Though not married, she is living with the baby's father in his mother's house. Money is clearly much tighter than for Jessie's family, and--without giving anything much away--Lina has already decided that she will soon return to work, while Jessie is intending not to.

Two other characters factor into the one-act play: a very wealthy but discordant husband and wife named Mitchell (the always great Gabriel Ruiz) and Adrienne (Kristina Valada-Viars, who does a fine job with a harsh characterization), herself also a new mom.

I've often said that any play, regardless of its subject matter or how closely it relates to one's own life, can be excellent, insightful and enlightening.

Cry It Out proves this, and--without being qualitatively definitive--I liked it far more than Sam Shepard's Pulitzer Prize-winning Buried Child, which I had seen well-staged at Writers Theatre just two nights earlier. 

From the get-go, Cry It Out just feels fresh, with Metzler's script deftly mixing poignancy and humor, and Lapidus and Nalepa especially seeming perfectly cast.

Forming the play's core, Jessie's and Lina's conversations, developing friendship, concerns and candor feel quite real and believable, and the crux of their "should I stay (home) or should I go (back to work)?" dilemma is eminently empathetic.

Though the characters of Gabriel and Adrienne are well-enacted, they're not quite as convincing, and a couple of late scenes involving one or the other--notably, they're never onstage together--feel like they were reached, perhaps still imperfectly, after numerous rewrites and adjustments. (This isn't a world premiere play, but rather recent.)

Yet--while I'll avoid any narrative details--Adrienne does add significantly to the considerations addressed in Cry It Out. 
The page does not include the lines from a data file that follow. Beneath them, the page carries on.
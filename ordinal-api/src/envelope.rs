//! # Handler Envelopes
//!
//! A handler answers every message with a [`Reply`]: its result, an optional
//! continuation directive and optional spawn hints. Before the reply leaves
//! the activation it is normalized into an [`Envelope`], where missing fields
//! carry their defaults (`nextPolicy = {mode: immediate}`, `spawn = []`).
//!
//! ## Usage Example
//!
//! ```rust
//! use ordinal_api::envelope::Reply;
//! use ordinal_api::policy::{NextMode, NextPolicy};
//! use serde_json::json;
//!
//! let envelope = Reply::ok(json!({"accepted": true}))
//!     .with_policy(NextPolicy::wait())
//!     .spawn(["q1", "q2"])
//!     .normalize();
//!
//! assert_eq!(envelope.next_policy.mode, NextMode::Wait);
//! assert_eq!(envelope.spawn, vec!["q1", "q2"]);
//! ```

use serde::{Deserialize, Serialize};
use serde_json::{json, Value};

use crate::policy::NextPolicy;
use crate::types::Payload;

/// Raw handler output; every field but the result is optional.
#[derive(Debug, Clone, Default, PartialEq, Serialize, Deserialize)]
#[serde(rename_all = "camelCase")]
pub struct Reply {
    #[serde(default)]
    pub result: Value,
    #[serde(default, skip_serializing_if = "Option::is_none")]
    pub next_policy: Option<NextPolicy>,
    #[serde(default, skip_serializing_if = "Option::is_none")]
    pub spawn: Option<Vec<String>>,
}

impl Reply {
    pub fn ok(result: impl Into<Value>) -> Self {
        Self {
            result: result.into(),
            ..Default::default()
        }
    }

    /// A business-level failure: a successful reply whose result encodes the error.
    pub fn failure(message: impl Into<String>) -> Self {
        Self::ok(json!({ "ok": false, "error": message.into() }))
    }

    pub fn with_policy(mut self, policy: NextPolicy) -> Self {
        self.next_policy = Some(policy);
        self
    }

    pub fn spawn<I, S>(mut self, children: I) -> Self
    where
        I: IntoIterator<Item = S>,
        S: Into<String>,
    {
        self.spawn
            .get_or_insert_with(Vec::new)
            .extend(children.into_iter().map(Into::into));
        self
    }

    /// Fills missing continuation fields with their defaults.
    pub fn normalize(self) -> Envelope {
        Envelope {
            result: self.result,
            next_policy: self.next_policy.unwrap_or_default(),
            spawn: self.spawn.unwrap_or_default(),
        }
    }
}

/// Normalized handler output as returned by an activation's `invoke`.
#[derive(Debug, Clone, Default, PartialEq, Serialize, Deserialize)]
#[serde(rename_all = "camelCase")]
pub struct Envelope {
    #[serde(default)]
    pub result: Value,
    #[serde(default)]
    pub next_policy: NextPolicy,
    #[serde(default)]
    pub spawn: Vec<String>,
}

impl From<Reply> for Envelope {
    fn from(reply: Reply) -> Self {
        reply.normalize()
    }
}

/// Request shape of an activation's `invoke` operation.
#[derive(Debug, Clone, PartialEq, Serialize, Deserialize)]
#[serde(rename_all = "camelCase")]
pub struct InvokeRequest {
    pub payload: Payload,
    pub actor_type: String,
    pub actor_id: String,
}

#[cfg(test)]
mod tests {
    use super::*;
    use crate::policy::NextMode;

    #[test]
    fn test_normalize_fills_defaults() {
        let envelope = Reply::ok(json!(1)).normalize();
        assert_eq!(envelope.next_policy.mode, NextMode::Immediate);
        assert!(envelope.spawn.is_empty());
    }

    #[test]
    fn test_envelope_deserializes_with_defaults() {
        let envelope: Envelope = serde_json::from_value(json!({"result": "done"})).unwrap();
        assert_eq!(envelope.result, json!("done"));
        assert_eq!(envelope.next_policy, NextPolicy::immediate());
        assert!(envelope.spawn.is_empty());
    }

    #[test]
    fn test_failure_is_business_level() {
        let envelope = Reply::failure("seat taken").normalize();
        assert_eq!(envelope.result, json!({"ok": false, "error": "seat taken"}));
        assert_eq!(envelope.next_policy.mode, NextMode::Immediate);
    }

    #[test]
    fn test_wire_shape_is_camel_case() {
        let wire = serde_json::to_value(Reply::ok(json!(null)).with_policy(NextPolicy::reject()).normalize()).unwrap();
        assert_eq!(wire["nextPolicy"]["mode"], json!("reject"));
        assert_eq!(wire["spawn"], json!([]));
    }
}
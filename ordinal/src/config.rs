use std::collections::HashMap;
use std::time::Duration;

use ordinal_api::policy::{Policy, PolicyOverride};

pub const DEFAULT_CALL_TIMEOUT: Duration = Duration::from_secs(30);

/// Prefix of the Router's durable metadata records.
pub const METADATA_KEY_PREFIX: &str = "meta:";

/// Name prefix of Router instances in the host namespace.
pub const ROUTER_INSTANCE_PREFIX: &str = "router:";

// --- Configuration Enums ---

/// What `admin_reset` does with live queues of the keys it resets.
#[derive(Clone, Debug, Default, PartialEq, Eq)]
pub enum ResetPolicy {
    /// Live queues survive the reset and keep draining against the wiped actor.
    PreserveQueued,
    /// Messages still waiting behind the in-flight one are rejected.
    /// The in-flight message, if any, is left to complete.
    #[default]
    RejectQueued,
}

// --- Router Configuration ---

/// Configuration for a `Router`.
#[derive(Clone, Debug)]
pub struct RouterConfig {
    /// Policy applied to keys whose type has no override.
    pub default_policy: Policy,

    /// Per actor type overrides, merged onto `default_policy`.
    pub type_policies: HashMap<String, PolicyOverride>,

    /// Upper bound on one addressed call to an activation.
    /// An expired call is reported as a dispatch failure and releases the key.
    pub call_timeout: Option<Duration>,

    /// Treatment of live queues during `admin_reset`.
    pub reset_policy: ResetPolicy,

    /// Child actor type used for bare spawn ids, keyed by the parent's type.
    /// Types without an entry spawn children of their own type.
    pub spawn_types: HashMap<String, String>,
}

impl Default for RouterConfig {
    fn default() -> Self {
        Self {
            default_policy: Policy::default(),
            type_policies: HashMap::new(),
            call_timeout: Some(DEFAULT_CALL_TIMEOUT),
            reset_policy: ResetPolicy::default(),
            spawn_types: HashMap::new(),
        }
    }
}

impl RouterConfig {
    /// Effective policy for keys of `actor_type`.
    pub fn policy_for(&self, actor_type: &str) -> Policy {
        match self.type_policies.get(actor_type) {
            Some(overrides) => self.default_policy.merged_with(overrides),
            None => self.default_policy.clone(),
        }
    }

    /// Child actor type for a bare spawn id emitted by `parent_type`.
    pub fn spawn_type_for<'a>(&'a self, parent_type: &'a str) -> &'a str {
        self.spawn_types
            .get(parent_type)
            .map(String::as_str)
            .unwrap_or(parent_type)
    }

    pub fn with_default_policy(mut self, policy: Policy) -> Self {
        self.default_policy = policy;
        self
    }

    pub fn with_type_policy(mut self, actor_type: impl Into<String>, overrides: PolicyOverride) -> Self {
        self.type_policies.insert(actor_type.into(), overrides);
        self
    }

    pub fn with_spawn_type(mut self, parent_type: impl Into<String>, child_type: impl Into<String>) -> Self {
        self.spawn_types.insert(parent_type.into(), child_type.into());
        self
    }

    pub fn with_reset_policy(mut self, reset_policy: ResetPolicy) -> Self {
        self.reset_policy = reset_policy;
        self
    }

    pub fn with_call_timeout(mut self, call_timeout: Option<Duration>) -> Self {
        self.call_timeout = call_timeout;
        self
    }
}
Even for new parents who have the financial luxury not to have to return to work anytime soon, the choice isn't automatic, and shouldn't be seen by others as obvious.

And obviously, I won't reveal more about how this smart play unfolds, but the course it takes--in sometimes realistically ambiguous ways--only enhances my appreciation and recommendation.

For whether it's about this specific topic or many others, there seems to be a universal truth in choices not always being entirely up to us, and that sometimes there really isn't a right or wrong answer.

Thursday, May 17, 2018

40 Years On in the Heartless Heartland: At Writers Theatre, Sam Shepard's 'Buried Child' Offers More Symbolism Than Scintillation -- Chicago Theater Review

Theater Review

Buried Child
by Sam Shepard
directed by Kimberly Senior
Writers Theatre, Glencoe
Thru June 17

In writing theater reviews, all I can fairly do is try to reflect my own perception, enjoyment, understanding and appreciation of a certain show--and actually, a certain production and performance of that show--in the time and place that I saw it.

While I have now seen and reviewed enough works--over 500 different titles--to feel comfortable in forming and sharing opinions in a way that might help others decide how to allot their theater-going time and money, I do not purport to be the most studied of critics.

I am no more right or wrong than anyone else, be it an esteemed critic or random audience member, but I tell it like I see it, not how I'm supposed to see it.

In eagerly attending the opening night of Buried Child at Glencoe's beautiful Writers Theatre, I knew that it was a Pulitzer Prize-winning play by the legendary Sam Shepard--who died last July--first staged in 1978.

Photo credit on all: Michael Brosilow
I'd never seen it, but did once read it, and was somewhat aware of descriptions such as this, from Wikipedia:

"The postmodern style that Shepard uses incorporates surrealism and symbolism in the realistic framework of a family drama."

And in watching it, alongside my pal Ken who doesn't regularly attend theater, I was able to appreciate that the nearly 3-hour, 3-act play takes its time, staying at a solid simmer, unhurried in its exposition until the last 30 minutes or so, by which time my eyelids were starting to droop.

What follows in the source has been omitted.